### Brief
Once you find a line containing the word "viewport" in the entries below, copy it.

### Recorded data
use futures::future::try_join_all;
use log::{debug, info, warn};
use serde::{Deserialize, Serialize};
use serde_json::{Map, Number, Value};
use std::{cmp::Ordering, sync::Arc};
use time::{
    format_description::well_known::Rfc3339, macros::format_description, Duration,
    OffsetDateTime, UtcOffset,
};
use utoipa::ToSchema;

use crate::{
    db::{
        aggregate, grid_data,
        predicted::{needs_live_extent, plan_segments},
        reconcile::{extrapolate, reconcile},
        Bucket, BucketKey, Database, GridData, ResultRow, Segment, SeriesRequest, SeriesSource,
    },
    grid,
    location::{self, Geocoder, LocationResolver},
    request::{self, Endpoint, Locator, QueryContext, QueryParams, QueryRequest, Shape, Target},
    Attribute, BoundingBox, Coordinate, Family, GridCell, RadarPreference, Window,
};

#[derive(thiserror::Error, Debug)]
pub enum Error {
    #[error(transparent)]
    Input(#[from] request::Error),
    #[error(transparent)]
    Location(#[from] location::Error),
    #[error(transparent)]
    Store(#[from] grid_data::Error),
    #[error("state database failed: {0}")]
    Cache(anyhow::Error),
    #[error("failed to encode rows: {0}")]
    Encode(#[from] serde_json::Error),
    #[error("failed to format timestamp: {0}")]
    Format(#[from] time::error::Format),
}

impl Error {
    /// A `where`/`stats` fragment outside the grammar.
    pub fn is_rejection(&self) -> bool {
        matches!(self, Error::Input(request::Error::Expression(_)))
    }
}

#[derive(Clone, Copy, Debug, PartialEq, Eq, Serialize, Deserialize, ToSchema)]
pub enum Status {
    #[serde(rename = "ok")]
    Ok,
    #[serde(rename = "no data")]
    NoData,
}

#[derive(Clone, Debug, PartialEq, Serialize, Deserialize, ToSchema)]
pub struct WeatherResponse {
    pub status: Status,
    #[schema(value_type = Vec<Object>)]
    pub rows: Vec<Map<String, Value>>,
}

impl WeatherResponse {
    fn from_rows(rows: Vec<Map<String, Value>>) -> Self {
        let status = if rows.is_empty() {
            Status::NoData
        } else {
            Status::Ok
        };
        Self { status, rows }
    }
}

pub struct WeatherService {
    grid: Arc<dyn GridData>,
    db: Arc<Database>,
    locations: LocationResolver,
    radar_lag: Duration,
}

impl WeatherService {
    pub fn new(
        grid: Arc<dyn GridData>,
        db: Arc<Database>,
        geocoder: Arc<dyn Geocoder>,
        radar_lag: Duration,
    ) -> Self {
        Self {
            grid,
            locations: LocationResolver::new(db.clone(), geocoder),
            db,
            radar_lag,
        }
    }

    pub async fn query(
        &self,
        endpoint: Endpoint,
        params: &QueryParams,
    ) -> Result<WeatherResponse, Error> {
        let request = QueryRequest::parse(endpoint, params)?;
        let signature = request.signature();

        if !request.options.nocache {
            let cached = self
                .db
                .get_cached_result(&signature)
                .await
                .map_err(Error::Cache)?;
            if let Some(payload) = cached {
                debug!("result cache hit for {}", signature);
                return Ok(WeatherResponse::from_rows(serde_json::from_str(&payload)?));
            }
            debug!("result cache miss for {}", signature);
        }

        let context = self.resolve(request, OffsetDateTime::now_utc()).await?;
        let per_target = try_join_all(
            context
                .targets
                .iter()
                .map(|target| self.fetch_target(&context, target)),
        )
        .await?;
        let rows: Vec<ResultRow> = per_target.into_iter().flatten().collect();
        let lines = shape(&context, rows)?;
        let rows = arrange(&context.request, lines);

        if !rows.is_empty() && self.should_save(&context) {
            self.db.save_result(signature, serde_json::to_string(&rows)?);
        }
        Ok(WeatherResponse::from_rows(rows))
    }

    pub async fn health(&self) -> Result<(), Error> {
        self.grid.health().await?;
        self.db.health_check().await.map_err(Error::Cache)?;
        Ok(())
    }

    /// Drain queued state writes and checkpoint the WAL.
    pub async fn shutdown(&self) {
        if let Err(e) = self.db.flush().await {
            warn!("pending state writes lost on shutdown: {}", e);
        }
        self.db.checkpoint().await;
    }

    /// Results for windows the feeds may still fill in are never stored.
    /// Averages are anchored to today, so they are not stored either.
    fn should_save(&self, context: &QueryContext) -> bool {
        let request = &context.request;
        !request.options.nosave
            && request.endpoint != Endpoint::Averages
            && context
                .targets
                .iter()
                .all(|target| target.window().end <= context.now - self.radar_lag)
    }

    async fn resolve(&self, request: QueryRequest, now: OffsetDateTime) -> Result<QueryContext, Error> {
        let (points, viewport) = match &request.locator {
            Locator::Points(points) => (points.clone(), None),
            Locator::Place(place) => {
                let place = self.locations.resolve_place(place).await?;
                let domain = Family::domain();
                if !domain.contains(&place.coordinate) {
                    return Err(request::Error::from(grid::Error::OutsideDomain(
                        place.coordinate,
                        domain,
                    ))
                    .into());
                }
                (vec![place.coordinate], place.viewport)
            }
        };

        let targets = if request.options.rect {
            let bbox = viewport
                .or_else(|| BoundingBox::around(&points))
                .ok_or(request::Error::MissingLocation)?;
            // reject oversized rectangles before any lookup
            bbox.cells(Family::Model).map_err(request::Error::from)?;
            let offset = self
                .offset(&request, GridCell::snap(Family::Model, bbox.center()))
                .await?;
            vec![Target::Rectangle {
                bbox,
                offset,
                window: request.window(offset, now)?,
            }]
        } else {
            try_join_all(points.iter().map(|coordinate| {
                let request = &request;
                async move {
                    let offset = self
                        .offset(request, GridCell::snap(Family::Model, *coordinate))
                        .await?;
                    Ok::<_, Error>(Target::Point {
                        coordinate: *coordinate,
                        offset,
                        window: request.window(offset, now)?,
                    })
                }
            }))
            .await?
        };

        Ok(QueryContext {
            request,
            targets,
            now,
        })
    }

    async fn offset(&self, request: &QueryRequest, cell: GridCell) -> Result<UtcOffset, Error> {
        if request.options.utc {
            return Ok(UtcOffset::UTC);
        }
        Ok(self.locations.offset_for(cell).await?)
    }

    async fn fetch_target(
        &self,
        context: &QueryContext,
        target: &Target,
    ) -> Result<Vec<ResultRow>, Error> {
        let request = &context.request;
        let window = target.window();
        let offset = target.offset();
        let attributes = request.fetched_attributes();
        let (model_cells, radar_cells, to_tiles, label) = match target {
            Target::Point { coordinate, .. } => (
                vec![GridCell::snap(Family::Model, *coordinate)],
                vec![GridCell::snap(Family::Radar, *coordinate)],
                false,
                Some(*coordinate),
            ),
            Target::Rectangle { bbox, .. } => {
                let tiles = bbox.cells(Family::Model).map_err(request::Error::from)?;
                (tiles.clone(), tiles, true, None)
            }
        };
        let with_radar = uses_radar(request.options.radar, &attributes, window);
        // after reconciliation the filter has to see the merged values
        let pushdown = if with_radar {
            None
        } else {
            request.filter.clone()
        };

        let prediction = request.options.prediction;
        let live_max = if needs_live_extent(prediction) {
            self.grid.live_extent(Family::Model, &model_cells).await?
        } else {
            None
        };

        let series = |source: SeriesSource, segment: Window| SeriesRequest {
            source,
            cells: model_cells.clone(),
            aggregate_to_tiles: false,
            start: segment.start,
            end: segment.end,
            offset,
            label,
            attributes: attributes.clone(),
            filter: pushdown.clone(),
        };

        let mut model = Vec::new();
        let mut radar = Vec::new();
        for segment in plan_segments(prediction, window, live_max, context.now) {
            match segment {
                Segment::Live(part) => {
                    model.extend(
                        self.grid
                            .series(&series(SeriesSource::Live(Family::Model), part))
                            .await?,
                    );
                    if with_radar {
                        let radar_request = SeriesRequest {
                            source: SeriesSource::Live(Family::Radar),
                            cells: radar_cells.clone(),
                            aggregate_to_tiles: to_tiles,
                            attributes: vec![Attribute::Precipitation],
                            filter: None,
                            ..series(SeriesSource::Live(Family::Radar), part)
                        };
                        radar.extend(self.grid.series(&radar_request).await?);
                    }
                }
                Segment::Climatology(part) => {
                    model.extend(
                        self.grid
                            .series(&series(SeriesSource::Climatology, part))
                            .await?,
                    );
                }
            }
        }

        if !with_radar {
            return Ok(model);
        }

        model.sort_by_key(|row| row.key());
        radar.sort_by_key(|row| row.key());
        let missing = self
            .db
            .missing_radar_hours(window.start, window.end)
            .await
            .map_err(Error::Cache)?;
        let merged = reconcile(model, radar, &missing);
        if !merged.overrides.is_empty() {
            info!(
                "{} flagged radar hours fell back to model precipitation",
                merged.overrides.len()
            );
        }
        let mut rows = merged.rows;
        extrapolate(&mut rows, &attributes, window.end, context.now, self.radar_lag);
        if let Some(filter) = &request.filter {
            rows.retain(|row| filter.matches(row));
        }
        Ok(rows)
    }
}
use async_trait::async_trait;
use duckdb::{
    arrow::array::{Array, Float64Array, Int64Array, RecordBatch},
    params_from_iter, Connection,
};
use log::{debug, error};
use std::{collections::BTreeMap, path::Path, sync::Arc, time::Duration};
use time::{OffsetDateTime, UtcOffset};
use tokio::sync::Semaphore;

use super::{
    assembler::{self, Assembled},
    ResultRow,
};
use crate::{
    expression::Expr, plan_periods, Attribute, Coordinate, Family, GridCell, ShardPeriod,
    ShardRegistry,
};

#[derive(thiserror::Error, Debug)]
pub enum Error {
    #[error("Failed to query duckdb: {0}")]
    Query(#[from] duckdb::Error),
    #[error("Failed to assemble query: {0}")]
    Assemble(#[from] assembler::Error),
    #[error("Unexpected result layout: {0}")]
    Layout(String),
    #[error("Invalid timestamp in shard: {0}")]
    Timestamp(#[from] time::error::ComponentRange),
    #[error("Store admission closed: {0}")]
    Admission(#[from] tokio::sync::AcquireError),
    #[error("Store task failed: {0}")]
    Task(#[from] tokio::task::JoinError),
}

#[derive(Clone, Copy, Debug, PartialEq, Eq)]
pub enum SeriesSource {
    Live(Family),
    Climatology,
}

/// One hourly series read for one target.
#[derive(Clone, Debug, PartialEq)]
pub struct SeriesRequest {
    pub source: SeriesSource,
    /// Cells of the source family, or model tiles when `aggregate_to_tiles` is set.
    pub cells: Vec<GridCell>,
    /// Average fine radar cells up to their model tile.
    pub aggregate_to_tiles: bool,
    pub start: OffsetDateTime,
    pub end: OffsetDateTime,
    /// Clock rows are reported in.
    pub offset: UtcOffset,
    /// Coordinate reported for every row of a point series.
    pub label: Option<Coordinate>,
    pub attributes: Vec<Attribute>,
    pub filter: Option<Expr>,
}

impl SeriesRequest {
    fn family(&self) -> Family {
        match self.source {
            SeriesSource::Live(family) => family,
            SeriesSource::Climatology => Family::Model,
        }
    }

    /// Grid the returned cell indices are on.
    fn grid_family(&self) -> Family {
        if self.aggregate_to_tiles {
            Family::Model
        } else {
            self.family()
        }
    }
}

#[async_trait]
pub trait GridData: Send + Sync {
    /// Hourly rows ordered by (timestamp, cell).
    async fn series(&self, request: &SeriesRequest) -> Result<Vec<ResultRow>, Error>;
    /// Newest live timestamp for the given cells, if any shard holds one.
    async fn live_extent(
        &self,
        family: Family,
        cells: &[GridCell],
    ) -> Result<Option<OffsetDateTime>, Error>;
    async fn health(&self) -> Result<(), Error>;
}

pub struct GridAccess {
    registry: Arc<ShardRegistry>,
    permits: Arc<Semaphore>,
}

impl GridAccess {
    pub fn new(data_dir: impl AsRef<Path>, recheck: Duration, max_concurrent: usize) -> Self {
        Self {
            registry: Arc::new(ShardRegistry::new(data_dir, recheck)),
            permits: Arc::new(Semaphore::new(max_concurrent.max(1))),
        }
    }

    /// Creates new in-memory connection, making it so we always start with a fresh slate and no possible locking issues
    pub fn open_connection() -> Result<Connection, duckdb::Error> {
        let conn = Connection::open_in_memory()?;
        conn.execute_batch("INSTALL parquet; LOAD parquet;")?;
        Ok(conn)
    }

    /// Run one statement once a store permit is free.
    async fn query(&self, assembled: Assembled) -> Result<Vec<RecordBatch>, Error> {
        let _permit = self.permits.clone().acquire_owned().await?;
        let Assembled { sql, params } = assembled;
        let statement = sql.clone();
        let result = tokio::task::spawn_blocking(move || -> Result<Vec<RecordBatch>, duckdb::Error> {
            let conn = Self::open_connection()?;
            let mut stmt = conn.prepare(&statement)?;
            let batches: Vec<RecordBatch> = stmt.query_arrow(params_from_iter(params.iter()))?.collect();
            Ok(batches)
        })
        .await?;
        result.map_err(|e| {
            error!("store query failed: {}\n{}", e, sql);
            Error::from(e)
        })
    }
}

#[async_trait]
impl GridData for GridAccess {
    async fn series(&self, request: &SeriesRequest) -> Result<Vec<ResultRow>, Error> {
        let family = request.family();
        let periods = match request.source {
            SeriesSource::Live(family) => plan_periods(
                family,
                request.start,
                request.end,
                request.offset,
                OffsetDateTime::now_utc().year(),
            ),
            SeriesSource::Climatology => vec![ShardPeriod::Climatology],
        };
        let files = self.registry.resolve_all(family, &request.cells, &periods);
        if files.is_empty() {
            debug!("no {} shards for {:?}", family, periods);
            return Ok(vec![]);
        }
        debug!("reading {} {} shards", files.len(), family);

        let assembled = assembler::series_query(request, &files)?;
        let batches = self.query(assembled).await?;
        let mut rows = Vec::new();
        for batch in &batches {
            rows.extend(decode_series(batch, request)?);
        }
        Ok(rows)
    }

    async fn live_extent(
        &self,
        family: Family,
        cells: &[GridCell],
    ) -> Result<Option<OffsetDateTime>, Error> {
        let year = OffsetDateTime::now_utc().year();
        // newest shards first; the first one holding rows for these cells wins
        let mut groups = vec![vec![ShardPeriod::Current, ShardPeriod::Year(year)]];
        groups.extend(
            (family.coverage_floor()..year)
                .rev()
                .map(|older| vec![ShardPeriod::Year(older)]),
        );
        for periods in groups {
            let files = self.registry.resolve_all(family, cells, &periods);
            if files.is_empty() {
                continue;
            }
            let batches = self
                .query(assembler::live_extent_query(cells, &files)?)
                .await?;
            let mut newest = None;
            for batch in &batches {
                let ts = int_column(batch, "ts")?;
                for row in 0..batch.num_rows() {
                    if ts.is_null(row) {
                        continue;
                    }
                    let at = OffsetDateTime::from_unix_timestamp(ts.value(row))?;
                    newest = newest.max(Some(at));
                }
            }
            if newest.is_some() {
                return Ok(newest);
            }
        }
        Ok(None)
    }

    async fn health(&self) -> Result<(), Error> {
        let _permit = self.permits.clone().acquire_owned().await?;
        tokio::task::spawn_blocking(|| -> Result<(), duckdb::Error> {
            let conn = Self::open_connection()?;
            conn.execute_batch("SELECT 1")?;
            Ok(())
        })
        .await??;
        Ok(())
    }
}

fn int_column<'a>(batch: &'a RecordBatch, name: &str) -> Result<&'a Int64Array, Error> {
    batch
        .column_by_name(name)
        .and_then(|column| column.as_any().downcast_ref::<Int64Array>())
        .ok_or_else(|| Error::Layout(format!("expected BIGINT column `{}`", name)))
}

fn float_column<'a>(batch: &'a RecordBatch, name: &str) -> Result<&'a Float64Array, Error> {
    batch
        .column_by_name(name)
        .and_then(|column| column.as_any().downcast_ref::<Float64Array>())
        .ok_or_else(|| Error::Layout(format!("expected DOUBLE column `{}`", name)))
}

fn decode_series(batch: &RecordBatch, request: &SeriesRequest) -> Result<Vec<ResultRow>, Error> {
    let ts = int_column(batch, "ts")?;
    let cell_lat = int_column(batch, "cell_lat")?;
    let cell_lon = int_column(batch, "cell_lon")?;
    let columns = request
        .attributes
        .iter()
        .map(|attribute| Ok((*attribute, float_column(batch, attribute.name())?)))
        .collect::<Result<Vec<_>, Error>>()?;

    let grid_family = request.grid_family();
    let mut rows = Vec::with_capacity(batch.num_rows());
    for row in 0..batch.num_rows() {
        let coordinate = match request.label {
            Some(label) => label,
            None => GridCell {
                family: grid_family,
                lat_index: cell_lat.value(row) as i32,
                lon_index: cell_lon.value(row) as i32,
            }
            .center(),
        };
        let values: BTreeMap<Attribute, Option<f64>> = columns
            .iter()
            .map(|(attribute, array)| {
                let value = (!array.is_null(row)).then(|| array.value(row));
                (*attribute, value)
            })
            .collect();
        rows.push(ResultRow {
            timestamp: OffsetDateTime::from_unix_timestamp(ts.value(row))?
                .to_offset(request.offset),
            coordinate,
            values,
            source: None,
            predicted: matches!(request.source, SeriesSource::Climatology),
        });
    }
    Ok(rows)
}

#[cfg(test)]
mod tests {
    use super::*;
    use crate::expression::{parse_filter, Vocabulary};
    use std::path::PathBuf;
    use time::macros::{datetime, offset};

    fn scratch_store() -> PathBuf {
        let dir = std::env::temp_dir().join(format!("wxgrid-store-{}", uuid::Uuid::now_v7()));
        std::fs::create_dir_all(&dir).unwrap();
        dir
    }

    fn write_shard(root: &Path, relative: &str, select: &str) {
        let path = root.join(relative);
        std::fs::create_dir_all(path.parent().unwrap()).unwrap();
        let conn = Connection::open_in_memory().unwrap();
        conn.execute_batch(&format!(
            "COPY ({}) TO '{}' (FORMAT PARQUET)",
            select,
            path.display()
        ))
        .unwrap();
    }

    /// Two neighbouring model cells, six hours each, tmp = 20 + hour, apcp = hour / 2.
    fn seed_model(root: &Path) {
        write_shard(
            root,
            "model/312_615/2019.parquet",
            "SELECT TIMESTAMP '2019-06-01 00:00:00' + to_hours(i) AS date, \
             c AS cell_lat, 615 AS cell_lon, 20.0 + i AS tmp, i * 0.5 AS apcp, 50.0 AS rh \
             FROM range(6) t(i), (VALUES (312), (313)) cells(c)",
        );
        write_shard(
            root,
            "model/312_615/climatology.parquet",
            "SELECT 6 AS month, 1 AS day, h AS hour, 312 AS cell_lat, 615 AS cell_lon, \
             10.0 + h AS tmp, 0.1 AS apcp, 60.0 AS rh FROM range(24) t(h)",
        );
    }

    fn point() -> Coordinate {
        Coordinate::new(39.03, -76.94).unwrap()
    }

    fn request(source: SeriesSource) -> SeriesRequest {
        SeriesRequest {
            source,
            cells: vec![GridCell::snap(Family::Model, point())],
            aggregate_to_tiles: false,
            start: datetime!(2019-06-01 0:00 UTC),
            end: datetime!(2019-06-01 23:00 UTC),
            offset: offset!(-4),
            label: Some(point()),
            attributes: vec![Attribute::AirTemperature, Attribute::Precipitation],
            filter: None,
        }
    }

    #[tokio::test]
    async fn point_series_reads_only_the_snapped_cell() {
        let root = scratch_store();
        seed_model(&root);
        let store = GridAccess::new(&root, Duration::from_secs(3600), 2);

        let rows = store
            .series(&request(SeriesSource::Live(Family::Model)))
            .await
            .unwrap();
        assert_eq!(rows.len(), 6);
        assert_eq!(rows[0].timestamp, datetime!(2019-05-31 20:00 -4));
        assert_eq!(rows[0].coordinate, point());
        assert_eq!(rows[5].value(Attribute::AirTemperature), Some(25.0));
        assert_eq!(rows[5].value(Attribute::Precipitation), Some(2.5));
        assert!(rows.windows(2).all(|w| w[0].timestamp < w[1].timestamp));
    }

    #[tokio::test]
    async fn window_and_filter_are_pushed_into_the_store() {
        let root = scratch_store();
        seed_model(&root);
        let store = GridAccess::new(&root, Duration::from_secs(3600), 2);

        let mut req = request(SeriesSource::Live(Family::Model));
        req.start = datetime!(2019-06-01 1:00 UTC);
        req.end = datetime!(2019-06-01 4:00 UTC);
        req.filter = Some(parse_filter("tmp > 22", &Vocabulary::filter()).unwrap());
        let rows = store.series(&req).await.unwrap();
        let temps: Vec<Option<f64>> = rows
            .iter()
            .map(|r| r.value(Attribute::AirTemperature))
            .collect();
        assert_eq!(temps, vec![Some(23.0), Some(24.0)]);
    }

    #[tokio::test]
    async fn climatology_is_mapped_onto_requested_hours() {
        let root = scratch_store();
        seed_model(&root);
        let store = GridAccess::new(&root, Duration::from_secs(3600), 2);

        let mut req = request(SeriesSource::Climatology);
        req.start = datetime!(2031-06-01 2:00 UTC);
        req.end = datetime!(2031-06-01 4:00 UTC);
        let rows = store.series(&req).await.unwrap();
        assert_eq!(rows.len(), 3);
        assert!(rows.iter().all(|r| r.predicted));
        assert_eq!(rows[0].timestamp, datetime!(2031-06-01 2:00 UTC));
        assert_eq!(rows[0].value(Attribute::AirTemperature), Some(12.0));
    }

    #[tokio::test]
    async fn missing_shards_yield_no_rows() {
        let root = scratch_store();
        let store = GridAccess::new(&root, Duration::from_secs(3600), 2);
        let rows = store
            .series(&request(SeriesSource::Live(Family::Radar)))
            .await
            .unwrap();
        assert!(rows.is_empty());
        assert_eq!(
            store
                .live_extent(Family::Model, &[GridCell::snap(Family::Model, point())])
                .await
                .unwrap(),
            None
        );
    }

    #[tokio::test]
    async fn live_extent_reaches_back_to_older_shards() {
        let root = scratch_store();
        seed_model(&root);
        let store = GridAccess::new(&root, Duration::from_secs(3600), 2);
        let newest = store
            .live_extent(Family::Model, &[GridCell::snap(Family::Model, point())])
            .await
            .unwrap();
        assert_eq!(newest, Some(datetime!(2019-06-01 5:00 UTC)));
    }

    #[tokio::test]
    async fn radar_rectangle_rows_are_averaged_per_tile() {
        let root = scratch_store();
        write_shard(
            &root,
            "radar/312_615/2019.parquet",
            "SELECT TIMESTAMP '2019-06-01 00:00:00' AS date, 3903 AS cell_lat, l AS cell_lon, \
             l - 7690.0 AS qpe FROM (VALUES (7690), (7692)) t(l)",
        );
        let store = GridAccess::new(&root, Duration::from_secs(3600), 2);
        let tile = GridCell::snap(Family::Model, point());
        let req = SeriesRequest {
            source: SeriesSource::Live(Family::Radar),
            cells: vec![tile],
            aggregate_to_tiles: true,
            start: datetime!(2019-06-01 0:00 UTC),
            end: datetime!(2019-06-01 1:00 UTC),
            offset: UtcOffset::UTC,
            label: None,
            attributes: vec![Attribute::Precipitation],
            filter: None,
        };
        let rows = store.series(&req).await.unwrap();
        assert_eq!(rows.len(), 1);
        assert_eq!(rows[0].coordinate, tile.center());
        assert_eq!(rows[0].value(Attribute::Precipitation), Some(1.0));
    }
}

### Problem solution
        let (points, viewport) = match &request.locator {
                (vec![place.coordinate], place.viewport)
            let bbox = viewport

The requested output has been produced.